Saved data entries
-*-
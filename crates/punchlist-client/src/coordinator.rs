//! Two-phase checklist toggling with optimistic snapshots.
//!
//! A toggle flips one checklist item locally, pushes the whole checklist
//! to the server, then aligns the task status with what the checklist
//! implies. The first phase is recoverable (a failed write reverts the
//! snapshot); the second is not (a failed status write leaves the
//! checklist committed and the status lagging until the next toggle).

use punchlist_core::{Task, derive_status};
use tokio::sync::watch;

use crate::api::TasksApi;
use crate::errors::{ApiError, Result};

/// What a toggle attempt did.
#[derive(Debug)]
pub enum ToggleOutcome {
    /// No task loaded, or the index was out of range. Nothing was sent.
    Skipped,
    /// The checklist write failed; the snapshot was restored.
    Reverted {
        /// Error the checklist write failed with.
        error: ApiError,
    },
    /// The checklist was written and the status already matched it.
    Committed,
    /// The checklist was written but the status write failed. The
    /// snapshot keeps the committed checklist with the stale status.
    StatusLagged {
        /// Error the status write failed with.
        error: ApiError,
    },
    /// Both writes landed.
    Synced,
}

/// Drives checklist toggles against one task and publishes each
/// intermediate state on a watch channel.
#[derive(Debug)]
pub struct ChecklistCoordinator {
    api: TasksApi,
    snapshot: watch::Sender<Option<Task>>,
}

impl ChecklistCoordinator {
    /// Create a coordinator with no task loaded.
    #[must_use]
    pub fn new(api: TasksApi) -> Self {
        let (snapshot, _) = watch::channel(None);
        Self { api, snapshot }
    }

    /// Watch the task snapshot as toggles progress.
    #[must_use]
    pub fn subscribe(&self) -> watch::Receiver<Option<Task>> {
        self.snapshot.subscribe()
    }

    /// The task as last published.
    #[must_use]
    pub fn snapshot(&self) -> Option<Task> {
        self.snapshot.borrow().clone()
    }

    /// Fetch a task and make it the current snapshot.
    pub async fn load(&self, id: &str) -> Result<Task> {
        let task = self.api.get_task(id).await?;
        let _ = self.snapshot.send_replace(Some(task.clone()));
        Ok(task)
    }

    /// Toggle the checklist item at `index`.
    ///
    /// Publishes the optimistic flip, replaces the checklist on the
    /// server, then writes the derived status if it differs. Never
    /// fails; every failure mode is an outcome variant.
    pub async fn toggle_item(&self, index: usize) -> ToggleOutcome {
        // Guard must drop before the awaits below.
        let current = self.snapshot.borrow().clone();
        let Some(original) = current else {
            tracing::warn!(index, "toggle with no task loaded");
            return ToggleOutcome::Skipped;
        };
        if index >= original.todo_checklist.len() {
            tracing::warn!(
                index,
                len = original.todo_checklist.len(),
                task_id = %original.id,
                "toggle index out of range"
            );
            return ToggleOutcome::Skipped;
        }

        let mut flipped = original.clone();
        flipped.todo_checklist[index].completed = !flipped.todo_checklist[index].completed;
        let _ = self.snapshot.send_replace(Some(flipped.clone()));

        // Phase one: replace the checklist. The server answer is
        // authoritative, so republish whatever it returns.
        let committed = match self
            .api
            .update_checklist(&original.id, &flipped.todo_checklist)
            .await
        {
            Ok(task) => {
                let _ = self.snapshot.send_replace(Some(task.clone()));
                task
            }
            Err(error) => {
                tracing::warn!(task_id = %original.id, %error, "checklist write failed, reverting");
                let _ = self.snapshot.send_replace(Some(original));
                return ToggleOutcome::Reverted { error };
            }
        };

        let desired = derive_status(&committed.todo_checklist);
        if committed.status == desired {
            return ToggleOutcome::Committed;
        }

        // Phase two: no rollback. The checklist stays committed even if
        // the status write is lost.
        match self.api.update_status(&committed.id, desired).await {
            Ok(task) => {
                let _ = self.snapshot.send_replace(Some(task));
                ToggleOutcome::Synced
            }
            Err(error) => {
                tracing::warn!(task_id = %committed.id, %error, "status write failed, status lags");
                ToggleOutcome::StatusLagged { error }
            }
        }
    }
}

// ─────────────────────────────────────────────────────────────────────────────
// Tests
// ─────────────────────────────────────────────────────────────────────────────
-*-
What is expected — Go through the data above and copy each line in which "warn" appears.

Exercise solution —
            tracing::warn!(index, "toggle with no task loaded");
            tracing::warn!(
                tracing::warn!(task_id = %original.id, %error, "checklist write failed, reverting");
                tracing::warn!(task_id = %committed.id, %error, "status write failed, status lags");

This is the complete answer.